Posted by jg on September 2nd, 2015 in Category Car News, Charity News, Donations, Go Green, News from Canada, Odd News, Site News, Uncategorized (no responses)

With school starting, now is not a generally busy car-buying month for most people. However, car dealerships have been trying to rectify that, their silence seems to hint that big deals are on the horizon.

This makes for a buying opportunity.

Take Kia. The 2015 Soul qualifies for an extra $1,000 in bonus cash as part of Kia’s end of summer “Best-in-Class” 12-day sale. That brings the combined factory and dealer discounts to about $3,000 on a $22,195 wagon-like runabout.

Ford, of course, will wind down summer with its annual Employee Pricing extravaganza. The $2,551 discount on the Fusion sedan can be combined with 1.49 per cent financing for up to 60 months.
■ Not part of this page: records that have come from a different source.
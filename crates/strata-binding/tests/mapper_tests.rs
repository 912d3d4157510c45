//! Mapper registration and dispatch through bound instances

use std::sync::atomic::{AtomicUsize, Ordering};
use std::sync::{Arc, Barrier};
use std::thread;
use std::time::Duration;

use anyhow::{bail, Context};
use strata_binding::strata_reflect::{ClassBuilder, ReflectionError, TypeRef, Value};
use strata_binding::{
    BindingError, Configuration, Error, Mapper, MapperInterface, MapperMethod,
    MapperMethodFactory, MapperMethodHandler, MapperProxy, MapperRegistry, Session,
};

struct TestSession {
    configuration: Arc<Configuration>,
}

impl Session for TestSession {
    fn configuration(&self) -> &Arc<Configuration> {
        &self.configuration
    }
}

fn session() -> Arc<dyn Session> {
    Arc::new(TestSession {
        configuration: Arc::new(Configuration::new()),
    })
}

/// Builds handlers by method name and counts how many it built
#[derive(Default)]
struct RecordingFactory {
    created: AtomicUsize,
}

impl RecordingFactory {
    fn created(&self) -> usize {
        self.created.load(Ordering::SeqCst)
    }
}

impl MapperMethodFactory for RecordingFactory {
    fn validate(
        &self,
        registry: &MapperRegistry,
        interface: &MapperInterface,
        method: &MapperMethod,
    ) -> anyhow::Result<()> {
        if method.name().starts_with("unsupported") {
            bail!("no statement for {}", method.name());
        }
        if method.name() == "parent" && !registry.has_mapper_named(interface.name()) {
            bail!("{} refers to an unknown mapper", method.name());
        }
        Ok(())
    }

    fn create(
        &self,
        _interface: &MapperInterface,
        method: &MapperMethod,
        _configuration: &Configuration,
    ) -> anyhow::Result<Arc<dyn MapperMethodHandler>> {
        self.created.fetch_add(1, Ordering::SeqCst);
        thread::sleep(Duration::from_millis(5));

        let handler: Arc<dyn MapperMethodHandler> = match method.name() {
            "count" => Arc::new(|_: &dyn Session, _: &[Value]| -> anyhow::Result<Value> {
                Ok(Value::Long(42))
            }),
            "profile_name" => Arc::new(
                |session: &dyn Session, args: &[Value]| -> anyhow::Result<Value> {
                    let meta = session.configuration().new_meta_object(args[0].clone());
                    Ok(meta.get_value("profile.name")?)
                },
            ),
            "fail" => Arc::new(|_: &dyn Session, _: &[Value]| -> anyhow::Result<Value> {
                bail!("connection reset")
            }),
            "lookup_other" => Arc::new(|_: &dyn Session, _: &[Value]| -> anyhow::Result<Value> {
                Err(BindingError::NotRegistered {
                    mapper: "OrderMapper".to_string(),
                })
                .context("resolving nested mapper")
                .context("executing lookup_other")
            }),
            "bad_path" => Arc::new(
                |session: &dyn Session, _: &[Value]| -> anyhow::Result<Value> {
                    let meta = session.configuration().new_meta_object(Value::Int(3));
                    let value = meta
                        .get_value("digits")
                        .context("reading digits of an int")?;
                    Ok(value)
                },
            ),
            other => bail!("no handler for {}", other),
        };
        Ok(handler)
    }
}

#[derive(Debug)]
struct UserMapper(MapperProxy);

impl Mapper for UserMapper {
    fn interface() -> MapperInterface {
        MapperInterface::builder("UserMapper")
            .method("count", vec![], TypeRef::Long)
            .method("profile_name", vec![TypeRef::Any], TypeRef::Str)
            .method("fail", vec![], TypeRef::Void)
            .method("lookup_other", vec![], TypeRef::Any)
            .method("bad_path", vec![], TypeRef::Any)
            .default_method("count_twice", vec![], TypeRef::Long, |proxy, _| {
                let count = proxy.invoke("count", &[])?;
                Ok(Value::Long(count.as_i64().unwrap_or(0) * 2))
            })
            .build()
    }

    fn bind(proxy: MapperProxy) -> Self {
        UserMapper(proxy)
    }
}

impl UserMapper {
    fn count(&self) -> strata_binding::Result<i64> {
        let value = self.0.invoke("count", &[])?;
        Ok(value.as_i64().unwrap_or_default())
    }
}

#[derive(Debug)]
struct NamedMapper(MapperProxy);

impl Mapper for NamedMapper {
    fn interface() -> MapperInterface {
        MapperInterface::builder("NamedMapper")
            .method("to_string", vec![], TypeRef::Str)
            .method("equals", vec![TypeRef::Any], TypeRef::Bool)
            .method("hash_code", vec![], TypeRef::Long)
            .build()
    }

    fn bind(proxy: MapperProxy) -> Self {
        NamedMapper(proxy)
    }
}

#[derive(Debug)]
struct TreeMapper(MapperProxy);

impl Mapper for TreeMapper {
    fn interface() -> MapperInterface {
        MapperInterface::builder("TreeMapper")
            .method("parent", vec![TypeRef::Long], TypeRef::Any)
            .build()
    }

    fn bind(proxy: MapperProxy) -> Self {
        TreeMapper(proxy)
    }
}

#[derive(Debug)]
struct BrokenMapper(MapperProxy);

impl Mapper for BrokenMapper {
    fn interface() -> MapperInterface {
        MapperInterface::builder("BrokenMapper")
            .method("count", vec![], TypeRef::Long)
            .method("unsupported_merge", vec![TypeRef::Any], TypeRef::Void)
            .build()
    }

    fn bind(proxy: MapperProxy) -> Self {
        BrokenMapper(proxy)
    }
}

fn registry() -> (MapperRegistry, Arc<RecordingFactory>) {
    let factory = Arc::new(RecordingFactory::default());
    let registry = MapperRegistry::new(factory.clone());
    registry.add_mapper::<UserMapper>().unwrap();
    (registry, factory)
}

#[test]
fn test_handler_built_once_under_concurrent_first_calls() {
    let (registry, factory) = registry();
    let threads = 8;
    let barrier = Barrier::new(threads);

    let results: Vec<i64> = thread::scope(|scope| {
        let handles: Vec<_> = (0..threads)
            .map(|_| {
                let mapper: UserMapper = registry.get_mapper(session()).unwrap();
                let barrier = &barrier;
                scope.spawn(move || {
                    barrier.wait();
                    mapper.count().unwrap()
                })
            })
            .collect();
        handles.into_iter().map(|h| h.join().unwrap()).collect()
    });

    assert!(results.iter().all(|&count| count == 42));
    assert_eq!(factory.created(), 1);
    let proxies = registry.proxy_factory::<UserMapper>().unwrap();
    assert_eq!(proxies.cached_method_count(), 1);
}

#[test]
fn test_object_methods_answered_locally() {
    let (registry, factory) = registry();
    let mapper: UserMapper = registry.get_mapper(session()).unwrap();
    let other: UserMapper = registry.get_mapper(session()).unwrap();

    assert_eq!(
        mapper.0.invoke("to_string", &[]).unwrap(),
        Value::from("MapperProxy(UserMapper)")
    );
    assert_eq!(
        mapper.0.invoke("hash_code", &[]).unwrap(),
        Value::Long(mapper.0.identity_hash())
    );
    assert_eq!(
        mapper.0.invoke("equals", &[Value::Null]).unwrap(),
        Value::Bool(false)
    );
    assert_eq!(mapper.0, mapper.0.clone());
    assert_ne!(mapper.0, other.0);
    assert_eq!(factory.created(), 0);
}

#[test]
fn test_redeclared_object_methods_stay_local() {
    let factory = Arc::new(RecordingFactory::default());
    let registry = MapperRegistry::new(factory.clone());
    registry.add_mapper::<NamedMapper>().unwrap();
    let mapper: NamedMapper = registry.get_mapper(session()).unwrap();

    assert_eq!(
        mapper.0.invoke("to_string", &[]).unwrap(),
        Value::from("MapperProxy(NamedMapper)")
    );
    assert_eq!(
        mapper.0.invoke("equals", &[Value::Null]).unwrap(),
        Value::Bool(false)
    );
    assert_eq!(
        mapper.0.invoke("hash_code", &[]).unwrap(),
        Value::Long(mapper.0.identity_hash())
    );

    let declared = mapper.0.interface().declared_methods()[0].clone();
    assert_eq!(
        mapper.0.invoke_method(&declared, &[]).unwrap(),
        Value::from("MapperProxy(NamedMapper)")
    );
    assert_eq!(factory.created(), 0);
}

#[test]
fn test_default_method_runs_against_instance() {
    let (registry, factory) = registry();
    let mapper: UserMapper = registry.get_mapper(session()).unwrap();

    assert_eq!(mapper.0.invoke("count_twice", &[]).unwrap(), Value::Long(84));
    // only `count` needed a handler
    assert_eq!(factory.created(), 1);
}

#[test]
fn test_handler_navigates_arguments_with_meta_object() {
    let profile = ClassBuilder::new("Profile")
        .property("name", TypeRef::Str)
        .build();
    let user = ClassBuilder::new("User")
        .property("profile", TypeRef::bean(&profile))
        .build();

    let session = session();
    let arg = Value::object(&user);
    session
        .configuration()
        .new_meta_object(arg.clone())
        .set_value("profile.name", Value::from("Ana"))
        .unwrap();

    let (registry, _) = registry();
    let mapper: UserMapper = registry.get_mapper(session).unwrap();
    assert_eq!(
        mapper.0.invoke("profile_name", &[arg]).unwrap(),
        Value::from("Ana")
    );
}

#[test]
fn test_handler_errors_are_unwrapped() {
    let (registry, _) = registry();
    let mapper: UserMapper = registry.get_mapper(session()).unwrap();

    let err = mapper.0.invoke("lookup_other", &[]).unwrap_err();
    match err {
        Error::Binding(BindingError::NotRegistered { mapper }) => assert_eq!(mapper, "OrderMapper"),
        other => panic!("unexpected error: {}", other),
    }

    let err = mapper.0.invoke("bad_path", &[]).unwrap_err();
    assert!(matches!(err, Error::Reflection(ReflectionError::NoSuchProperty { .. })));

    let err = mapper.0.invoke("fail", &[]).unwrap_err();
    let cause = err.as_execution().unwrap();
    assert_eq!(cause.to_string(), "connection reset");
}

#[test]
fn test_unknown_method() {
    let (registry, _) = registry();
    let mapper: UserMapper = registry.get_mapper(session()).unwrap();
    let err = mapper.0.invoke("count", &[Value::Int(1)]).unwrap_err();
    assert!(matches!(
        err,
        Error::Binding(BindingError::NoSuchMethod { arity: 1, .. })
    ));
}

#[test]
fn test_validation_sees_interface_being_registered() {
    let (registry, _) = registry();
    registry.add_mapper::<TreeMapper>().unwrap();
    assert_eq!(registry.mappers(), ["TreeMapper", "UserMapper"]);
}

#[test]
fn test_failed_validation_rolls_back() {
    let (registry, factory) = registry();
    let err = registry.add_mapper::<BrokenMapper>().unwrap_err();
    match err {
        BindingError::InvalidMapper { mapper, reason } => {
            assert_eq!(mapper, "BrokenMapper");
            assert!(reason.contains("no statement for unsupported_merge"));
        }
        other => panic!("unexpected error: {}", other),
    }
    assert!(!registry.has_mapper::<BrokenMapper>());
    assert!(!registry.has_mapper_named("BrokenMapper"));
    assert_eq!(registry.mappers(), ["UserMapper"]);
    assert_eq!(factory.created(), 0);

    let err = registry.get_mapper::<BrokenMapper>(session()).unwrap_err();
    assert!(matches!(err, BindingError::NotRegistered { .. }));
}

#[test]
fn test_double_registration_keeps_first_binding() {
    let (registry, _) = registry();
    let before: UserMapper = registry.get_mapper(session()).unwrap();
    before.count().unwrap();

    assert!(matches!(
        registry.add_mapper::<UserMapper>(),
        Err(BindingError::AlreadyBound { .. })
    ));
    let after: UserMapper = registry.get_mapper(session()).unwrap();
    assert_eq!(after.count().unwrap(), 42);
    assert_eq!(
        registry.proxy_factory::<UserMapper>().unwrap().cached_method_count(),
        1
    );
}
Insiders suggest the savvy shopper will be able to squeeze out even more in hard negotiations.

Also consider models like the Hyundai Elantra, which is coming to the end of its current body style (Hyundai has released teaser illustrations of the next-generation Elantra). To keep interest healthy, Hyundai has slapped a $4,000 spiff on a $25,549 Elantra. And you should get at least another $1,000 in a negotiated dealer discount. That comes to at least a 20 per cent total discount on this Elantra.